Esto sucedía al propio tiempo que aquellos a quienes habíamos definido como
subdesarrollados» descubrían la trampa que había en esta
denominación, denunciaban el esquema histórico eurocéntrico en que se basaba el
engaño y se proponían fundar un nuevo tipo de historia que fuese válido para todos los pueblos
de la tierra y que, a la vez, realizase el proyecto frustrado de hacer que lo  fuese también para
todos los grupos de la sociedad: para todos los hombres y todas las mujeres.
El abandono por parte de los historiadores académicos de sus funciones como orientadores de la
opinión pública se ha producido en momentos en que, paradójicamente, las propias ciencias
naturales han descubierto la importancia de la dimensión histórica: «El pasado es la llave del
presente —nos dice un biólogo evolutivo: sólo pueden responder a las contingencias presentes.
Y como todos los organismos vivos están simultáneamente y continuamente respondiendo a
estas contingencias, y al hacerlo cambian el entorno para ellos y para los demás,
el cambio evolutivo no puede hacer otra cosa que seguir un objetivo continuamente cambiante e
inherentemente impredecible. (...) Nada en la biología tiene sentido excepto a la luz de
la historia». De lo  cual se deducen consecuencias importantes: «Así para los humanos, como
para todos», los otros organismos vivientes, el futuro es radicalmente imprevisible. Esto
significa que tenemos la capacidad de construir nuestro propio futuro, pero en circunstancias
que no  podemos escoger».
Volver la espalda a la historia en estos momentos es una actitud suicida. Lo queramos o no,
la historia está presente en nuestro alrededor y es una de las
fuentes más eficaces de convicción, de formación de opinión en materias
relativas a la sociedad. Las legitimaciones históricas están tras una gran parte de los conflictos
políticos actuales, y no sólo de los conflictos entre países, pueblos y etnias, sino de los
que se producen en el interior mismo de las sociedades de cada país (el racismo, por ejemplo,
tiene mucho más que ver con la historia que con la biología).No podemos despreocuparnos de la
función social de la historia, porque lo que nos estamos jugando es demasiado
trascendental. Y si bien es verdad que los viejos métodos nos han fallado y que
la confusión ecléctica que ha venido a reemplazarlos nos sirve de poco, nuestra respuesta no
puede ser la de abandonar el campo, sino la de esforzarnos en recuperar unos
fundamentos teóricos y metodológicos sólidos, que hagan posible que nuestro trabajo pueda
volver a ponernos en contacto con los problemas reales de los hombres y mujeres de
nuestro mundo. Y que nos han de llevar, de paso, a reemprender el proyecto, hasta hoy no
realizado, de construir una historia de todos,  capaz de combatir con las armas de la razón
los prejuicios  y la irracionalidad que dominan en nuestras sociedades. Una historia que
nos devuelva la voluntad de planear y construir el futuro, ahora que sabemos que es necesario
participar activamente en la tarea, porque no está determinada y depende de nosotros.

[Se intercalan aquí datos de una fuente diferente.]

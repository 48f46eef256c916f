//! flatwatch-core
//!
//! Traits and pure algorithms shared across the flatwatch ecosystem.
//!
//! - `source`: the `ListingSource` trait implemented by portal adapters.
//! - `storage`: seams between the dispatcher and the remote SQL store.
//! - `hash`: content hashes, near-duplicate signatures, short-link codes.
//! - `dedup`: batch-level duplicate removal.
//! - `matcher`: the per-subscriber filter evaluator.
//! - `score`: building groups and the brief-mode ranking.
//! - `normalize`: address normalisation and city extraction.
#![warn(missing_docs)]

pub mod dedup;
pub mod hash;
pub mod matcher;
pub mod normalize;
pub mod score;
pub mod source;
pub mod storage;

pub use flatwatch_types::{
    CachedListing, DeliveredRecord, DeliveryMode, FilterRecord, FlatwatchError, Listing,
    ListingStatus, SearchQuery, SellerFilter, SellerType, SourceKey,
};

pub use dedup::{dedupe_by_id, dedupe_by_signature, sort_by_price};
pub use hash::{content_hash, listing_content_hash, near_duplicate_signature, short_code};
pub use matcher::{matches, MatchLog};
pub use score::{build_groups, BuildingGroup, MAX_GROUPS_IN_SUMMARY};
pub use source::{DeliveredProbe, ListingSource};
pub use storage::{
    DeliveredStore, DuplicateStats, ListingCacheStore, ProbeOver, SeenStore, ShortLinkStore,
    SubscriberStore,
};
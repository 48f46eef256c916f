//! Storage seams between the dispatcher/bot layer and the remote SQL store.
//!
//! Each trait owns one table family. The Postgres implementations live in
//! `flatwatch-store`; `flatwatch-mock` ships in-memory implementations so
//! dispatcher and delivery logic is testable without a database.

use async_trait::async_trait;

use flatwatch_types::{
    CachedListing, DeliveredRecord, FilterRecord, FlatwatchError, Listing, SearchQuery,
};

use crate::source::DeliveredProbe;

/// Read-through/write-through cache of canonical listings.
#[async_trait]
pub trait ListingCacheStore: Send + Sync {
    /// Upsert a fetched batch. Preserves `first_seen_at`, bumps
    /// `last_seen_at`/`updated_at`, resets status to active. Returns how
    /// many rows were written; failures are partial, not fatal.
    async fn cache_batch(
        &self,
        listings: &[Listing],
        default_city: &str,
    ) -> Result<usize, FlatwatchError>;

    /// Query active rows matching `(city, rooms, price)` ordered by
    /// `updated_at` descending, up to `limit`.
    async fn read_cache(
        &self,
        query: &SearchQuery,
        limit: u32,
    ) -> Result<Vec<CachedListing>, FlatwatchError>;

    /// Flip one row to `deleted`.
    async fn mark_deleted(&self, listing_id: &str) -> Result<(), FlatwatchError>;

    /// Daily maintenance: touch stale active rows, hard-delete rows that
    /// have been `deleted` for longer than the retention window. Returns
    /// the number of rows touched.
    async fn daily_sweep(&self) -> Result<u64, FlatwatchError>;
}

/// Per-subscriber "already delivered" bookkeeping.
#[async_trait]
pub trait SeenStore: Send + Sync {
    /// Whether this subscriber already received the listing.
    async fn is_seen(&self, chat_id: i64, listing_id: &str) -> Result<bool, FlatwatchError>;

    /// Record an acked delivery.
    async fn mark_seen(&self, chat_id: i64, listing_id: &str) -> Result<(), FlatwatchError>;

    /// Admin wipe; returns the number of rows removed.
    async fn clear_seen(&self, chat_id: i64) -> Result<u64, FlatwatchError>;

    /// How many listings this subscriber has received.
    async fn seen_count(&self, chat_id: i64) -> Result<u64, FlatwatchError>;
}

/// Aggregate view over the global delivered set, used by `/stats`.
#[derive(Debug, Clone, PartialEq, Eq, Default)]
pub struct DuplicateStats {
    /// Total delivered records.
    pub total_delivered: u64,
    /// Distinct content hashes among them.
    pub unique_hashes: u64,
    /// Hashes that appear more than once (cross-source duplicates caught).
    pub duplicate_groups: u64,
    /// Delivered counts per source, descending.
    pub by_source: Vec<(String, u64)>,
}

/// Global "ever delivered to anyone" set keyed by content hash.
#[async_trait]
pub trait DeliveredStore: Send + Sync {
    /// Whether a listing id has ever been delivered.
    async fn is_delivered(&self, listing_id: &str) -> Result<bool, FlatwatchError>;

    /// Look up the first delivery that carried this content hash.
    async fn find_by_hash(
        &self,
        content_hash: &str,
    ) -> Result<Option<DeliveredRecord>, FlatwatchError>;

    /// Record a delivery (id, hash, source, url).
    async fn mark_delivered(&self, listing: &Listing) -> Result<(), FlatwatchError>;

    /// Drop records older than `days`; returns the number removed.
    async fn purge_older_than(&self, days: i64) -> Result<u64, FlatwatchError>;

    /// Aggregate duplicate statistics.
    async fn duplicate_stats(&self) -> Result<DuplicateStats, FlatwatchError>;
}

/// Adapter exposing a [`DeliveredStore`] as the pagination early-stop
/// probe. Store errors collapse to `false` so a degraded store can only
/// make an adapter fetch more pages, never skip fresh listings.
pub struct ProbeOver<S>(pub std::sync::Arc<S>);

#[async_trait]
impl<S: DeliveredStore> DeliveredProbe for ProbeOver<S> {
    async fn is_delivered(&self, listing_id: &str) -> bool {
        DeliveredStore::is_delivered(self.0.as_ref(), listing_id)
            .await
            .unwrap_or(false)
    }
}

/// Subscriber identities and their filter records.
#[async_trait]
pub trait SubscriberStore: Send + Sync {
    /// Create the subscriber row if missing; never resets an existing
    /// filter.
    async fn upsert_subscriber(&self, chat_id: i64) -> Result<(), FlatwatchError>;

    /// Current filter, `None` until setup completes.
    async fn get_filter(&self, chat_id: i64) -> Result<Option<FilterRecord>, FlatwatchError>;

    /// Store a validated, normalized filter.
    async fn set_filter(&self, chat_id: i64, filter: &FilterRecord) -> Result<(), FlatwatchError>;

    /// Toggle the active flag (pause/resume/deactivate-on-chat-closed).
    async fn set_active(&self, chat_id: i64, active: bool) -> Result<(), FlatwatchError>;

    /// Chat ids of every subscriber with `active = true` and a filter.
    async fn active_subscribers(&self) -> Result<Vec<i64>, FlatwatchError>;
}

/// Server-side storage for callback payloads over the platform's 64-byte
/// inline-button cap.
#[async_trait]
pub trait ShortLinkStore: Send + Sync {
    /// Persist `code → payload` (idempotent for the same pair).
    async fn save_link(&self, code: &str, payload: &str) -> Result<(), FlatwatchError>;

    /// Resolve a code; `None` when unknown or expired.
    async fn resolve_link(&self, code: &str) -> Result<Option<String>, FlatwatchError>;
}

Frangois Jacob ha dicho: «Somos una terrible mezcla de ácidos nucleicos y de recuerdos,


de deseos y de proteínas. El siglo que acaba se ha ocupado mucho de ácidos
nucleicos y proteínas. El que llega se centrará en los recuerdos y los deseos. ¿Sabrá resolver
estas cuestiones?». Que lo consiga o no dependerá en buena medida de los historiadores, que
son los únicos que pueden ocuparse de la ciencia de los recuerdos, si consiguen
estar a la altura de la tarea, si dejan a un lado las estériles liturgias académicas y se ponen a
crear las nuevas herramientas teóricas que se necesitan para analizar los problemas de una
realidad que no encaja en los viejos esquemas en que se educaron y que no tiene nada que ver
con los sortilegios verbales con que se ha pretendido reemplazarlos.